Most of existing mTakayukiethods
need bootstrap process to model sample color distribution for image
segmentation. That is, in order to calibrate their statistical model
for image segmentation, these visual tracking systems need to wait for
color data to accumulate enough even if these systems work in dynamic environment.
In order to keep visual tracking systems running in real environment,
on-line learning method for acquiring some models for image segmentation
should be developed.
We developped an on-line
visual learning method for color image segmentation and object tracking
in dynamic environment. Such on-line visual learning method is indispensable
for realizing a vision-based system which can keep running in real world.
To realize on-line learning, our
method utilizes fuzzy ART model which is a kind of neural network for competitive
learning. Although color image we deal with is represented by YUV
color
space, YUV
space is not suitable for inputs of fuzzy ART model.
For this reason,
YUV space is transformed to a certain color
space. This transformation enables fuzzy ART model to segment color image
in on-line. As a result, even if surroundings such as lighting condition
changes, our on-line visual learning method can perform color image segmentation
and object tracking correctly.
References:
Takayuki
Nakamura and Tsukasa Ogasawara,
On-Line
Visual Learning Method for Color Image Segmentation and Object Tracking,
Proc.
of IROS'99, pp.222--228, 1999.
Multiple Omni-vision system:
In
order that multiple robots operate successfully in cooperative way,
such robots must be able to localize themselves and to know where other
robots are in a dynamic environment. Furthermore, such estimation should
be done in real-time. An accurate localization method is a key technology
for successful accomplishment of tasks in cooperative way. Since robots
in the multiple robot system can share the observations by communicating
each other, each robot in such multiple robots can utilize redundant information
for localizing itself. Therefore, such robots can solve the localization
problem more easily than a single robot does. On the other hand, in multiple
robot system, it is difficult to identify other robots by using only visual
information.
We developped a new method
for estimating spatial configuration between multiple robots in the environment
using omnidirectional vision sensors. Even if there was an obstacle in
the environment where the multiple robots were located, our method could
estimate absolute configuration between robots in the environment with
high accuracy.
Our method is based on identifying
potential triangles among any three robots using the simple triangle constraint.
In this work, in order to enhance functions of autonomous decentralized
system, our method gives a self-localization capability to a single robot
among multiple robots, in addition to capability of estimating a relative
configuration from the sharing observation.
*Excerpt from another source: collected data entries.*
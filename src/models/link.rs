//! Precedence links between tasks and their text form.
//!
//! A [`TaskLink`] is a directed edge from a predecessor task to a
//! successor task with one of four [`LinkType`]s and an optional lag.
//! Links are stored redundantly on both endpoints — a predecessor-link
//! list on the successor and a successor-link list on the predecessor,
//! each ordered by the *other* endpoint's ordinal — so either direction
//! iterates without an index structure.
//!
//! The text form (`"0FS+1 day"`, `"0,1FS+2 days"`) references tasks by
//! ordinal; [`PredecessorEntry`] is the parsed, project-independent
//! shape of one list element.

use std::fmt;
use std::str::FromStr;

use serde::{Deserialize, Serialize};

use super::duration::{Duration, DurationUnit};
use super::ident::TaskId;
use crate::error::{Result, SchedError};

// ================================
// Link types
// ================================

/// Dependency timing relation, by 2-letter code.
#[derive(Debug, Clone, Copy, Default, PartialEq, Eq, Hash, Serialize, Deserialize)]
pub enum LinkType {
    /// Successor starts after the predecessor finishes (`FS`).
    #[default]
    FinishToStart,
    /// Successor starts with the predecessor (`SS`).
    StartToStart,
    /// Successor finishes with the predecessor (`FF`).
    FinishToFinish,
    /// Successor finishes when the predecessor starts (`SF`).
    StartToFinish,
}

impl LinkType {
    /// The 2-letter text code.
    pub const fn code(self) -> &'static str {
        match self {
            LinkType::FinishToStart => "FS",
            LinkType::StartToStart => "SS",
            LinkType::FinishToFinish => "FF",
            LinkType::StartToFinish => "SF",
        }
    }

    fn from_code(code: &str) -> Option<Self> {
        match code.to_ascii_uppercase().as_str() {
            "FS" => Some(LinkType::FinishToStart),
            "SS" => Some(LinkType::StartToStart),
            "FF" => Some(LinkType::FinishToFinish),
            "SF" => Some(LinkType::StartToFinish),
            _ => None,
        }
    }
}

impl fmt::Display for LinkType {
    fn fmt(&self, f: &mut fmt::Formatter<'_>) -> fmt::Result {
        f.write_str(self.code())
    }
}

impl FromStr for LinkType {
    type Err = SchedError;

    fn from_str(s: &str) -> Result<Self> {
        Self::from_code(s.trim()).ok_or_else(|| SchedError::parse("link type", s))
    }
}

// ================================
// Task links
// ================================

/// A directed precedence edge between two tasks.
#[derive(Debug, Clone, Copy, PartialEq, Eq, Serialize, Deserialize)]
pub struct TaskLink {
    pub predecessor: TaskId,
    pub successor: TaskId,
    pub link_type: LinkType,
    /// Working-time offset applied on top of the relation.
    pub lag: Duration,
}

impl TaskLink {
    pub fn new(predecessor: TaskId, successor: TaskId, link_type: LinkType, lag: Duration) -> Self {
        Self {
            predecessor,
            successor,
            link_type,
            lag,
        }
    }

    /// A plain finish-to-start link with no lag.
    pub fn finish_to_start(predecessor: TaskId, successor: TaskId) -> Self {
        Self::new(predecessor, successor, LinkType::default(), Duration::zero())
    }
}

// ================================
// Predecessor text entries
// ================================

/// One element of a predecessor list, addressed by task ordinal.
///
/// Text form: `<ordinal><link-type><±lag>`. A finish-to-start link with
/// zero lag renders as the bare ordinal; any other link type always
/// carries its code; a non-zero lag renders as `+N day(s)`/`-N day(s)`
/// and forces the code even for finish-to-start (so `"0FS+1 day"`
/// round-trips unchanged).
///
/// # Examples
///
/// ```
/// use cpm_core::models::{Duration, LinkType, PredecessorEntry};
///
/// let entry: PredecessorEntry = "0FS+1 day".parse().unwrap();
/// assert_eq!(entry.ordinal, 0);
/// assert_eq!(entry.link_type, LinkType::FinishToStart);
/// assert_eq!(entry.lag, Duration::days(1));
/// assert_eq!(entry.to_string(), "0FS+1 day");
/// ```
#[derive(Debug, Clone, Copy, PartialEq, Eq, Serialize, Deserialize)]
pub struct PredecessorEntry {
    pub ordinal: usize,
    pub link_type: LinkType,
    pub lag: Duration,
}

impl PredecessorEntry {
    pub fn new(ordinal: usize, link_type: LinkType, lag: Duration) -> Self {
        Self {
            ordinal,
            link_type,
            lag,
        }
    }

    /// A bare finish-to-start reference.
    pub fn plain(ordinal: usize) -> Self {
        Self::new(ordinal, LinkType::default(), Duration::zero())
    }

    /// Parses a comma-separated predecessor list; empty text is empty.
    pub fn parse_list(text: &str) -> Result<Vec<Self>> {
        let trimmed = text.trim();
        if trimmed.is_empty() {
            return Ok(Vec::new());
        }
        trimmed.split(',').map(|entry| entry.parse()).collect()
    }

    /// Joins entries into list text, ordered by ordinal.
    pub fn format_list(entries: &[Self]) -> String {
        let mut sorted: Vec<&Self> = entries.iter().collect();
        sorted.sort_by_key(|e| e.ordinal);
        sorted
            .iter()
            .map(|e| e.to_string())
            .collect::<Vec<_>>()
            .join(",")
    }
}

impl fmt::Display for PredecessorEntry {
    fn fmt(&self, f: &mut fmt::Formatter<'_>) -> fmt::Result {
        if self.link_type == LinkType::FinishToStart && self.lag.is_zero() {
            return write!(f, "{}", self.ordinal);
        }
        write!(f, "{}{}", self.ordinal, self.link_type.code())?;
        if !self.lag.is_zero() {
            let negative = self.lag.as_minutes() < 0;
            let sign = if negative { "-" } else { "+" };
            let magnitude = if negative { -self.lag } else { self.lag };
            write!(f, "{sign}{}", magnitude.format_days())?;
        }
        Ok(())
    }
}

impl FromStr for PredecessorEntry {
    type Err = SchedError;

    fn from_str(s: &str) -> Result<Self> {
        let err = || SchedError::parse("predecessor entry", s);
        let body = s.trim();

        let digits_end = body
            .find(|c: char| !c.is_ascii_digit())
            .unwrap_or(body.len());
        if digits_end == 0 {
            return Err(err());
        }
        let ordinal: usize = body[..digits_end].parse().map_err(|_| err())?;
        let rest = &body[digits_end..];

        let code_end = rest
            .find(|c: char| !c.is_ascii_alphabetic())
            .unwrap_or(rest.len());
        let link_type = match code_end {
            0 => LinkType::default(),
            _ => LinkType::from_code(&rest[..code_end]).ok_or_else(err)?,
        };

        let lag_text = rest[code_end..].trim();
        let lag = if lag_text.is_empty() {
            Duration::zero()
        } else if lag_text.starts_with('+') || lag_text.starts_with('-') {
            Duration::parse(lag_text, DurationUnit::Days).map_err(|_| err())?
        } else {
            return Err(err());
        };

        Ok(Self::new(ordinal, link_type, lag))
    }
}

#[cfg(test)]
mod tests {
    use super::*;

    #[test]
    fn test_link_type_codes() {
        assert_eq!(LinkType::FinishToStart.code(), "FS");
        assert_eq!("ss".parse::<LinkType>().unwrap(), LinkType::StartToStart);
        assert!("XX".parse::<LinkType>().is_err());
    }

    #[test]
    fn test_entry_roundtrip_with_lag_keeps_code() {
        let entry: PredecessorEntry = "0FS+1 day".parse().unwrap();
        assert_eq!(entry, PredecessorEntry::new(0, LinkType::FinishToStart, Duration::days(1)));
        assert_eq!(entry.to_string(), "0FS+1 day");
    }

    #[test]
    fn test_entry_plain_fs_renders_bare_ordinal() {
        assert_eq!(PredecessorEntry::plain(3).to_string(), "3");
        assert_eq!("3".parse::<PredecessorEntry>().unwrap(), PredecessorEntry::plain(3));
    }

    #[test]
    fn test_entry_other_types() {
        let ss: PredecessorEntry = "2SS".parse().unwrap();
        assert_eq!(ss.link_type, LinkType::StartToStart);
        assert!(ss.lag.is_zero());
        assert_eq!(ss.to_string(), "2SS");

        let ff: PredecessorEntry = "4FF-1 day".parse().unwrap();
        assert_eq!(ff.lag, Duration::days(-1));
        assert_eq!(ff.to_string(), "4FF-1 day");
    }

    #[test]
    fn test_entry_plural_lag() {
        let entry = PredecessorEntry::new(1, LinkType::FinishToStart, Duration::days(2));
        assert_eq!(entry.to_string(), "1FS+2 days");
    }

    #[test]
    fn test_list_roundtrip() {
        let entries = PredecessorEntry::parse_list("0,1FS+2 days").unwrap();
        assert_eq!(entries.len(), 2);
        assert_eq!(PredecessorEntry::format_list(&entries), "0,1FS+2 days");
    }

    #[test]
    fn test_list_orders_by_ordinal() {
        let entries = vec![PredecessorEntry::plain(5), PredecessorEntry::plain(1)];
        assert_eq!(PredecessorEntry::format_list(&entries), "1,5");
    }

    #[test]
    fn test_empty_list() {
        assert!(PredecessorEntry::parse_list("  ").unwrap().is_empty());
        assert_eq!(PredecessorEntry::format_list(&[]), "");
    }

    #[test]
    fn test_entry_rejects_garbage() {
        for text in ["", "FS", "1XX", "1FS*2 days", "1FS+", "one"] {
            assert!(text.parse::<PredecessorEntry>().is_err(), "{text}");
        }
    }
}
Due to this self-localization
capability, our method can use one more constraint which is called "enumeration
constraint." This constraint drastically eliminates impossible triangles
and makes our algorithm fast and robust.
After potential triangles are identified,
they are sequentially verified using information from neighboring triangles.
Finally, our method reconstructs absolute configuration between multiple
robots in the environment using the knowledge of landmarks.
References:
T. Nakamura,
A. Ebina, T. Ogasawara and H. Ishiguro,
Real-time
Estimating Spatial Configuration between Multiple Robots by Triangle and
Enumeration Constraints,
Proc.
of IROS 2000, pp.2048--2054, 2000 .
T. Nakamura, M. Oohara, T. Ogasawara and H. Ishiguro,
Fast self-localization method for mobile robots using multiple omnidirectional
vision sensors.
Machine Vision and Applications, Vol.14, No.2, pp.129--138, 2003.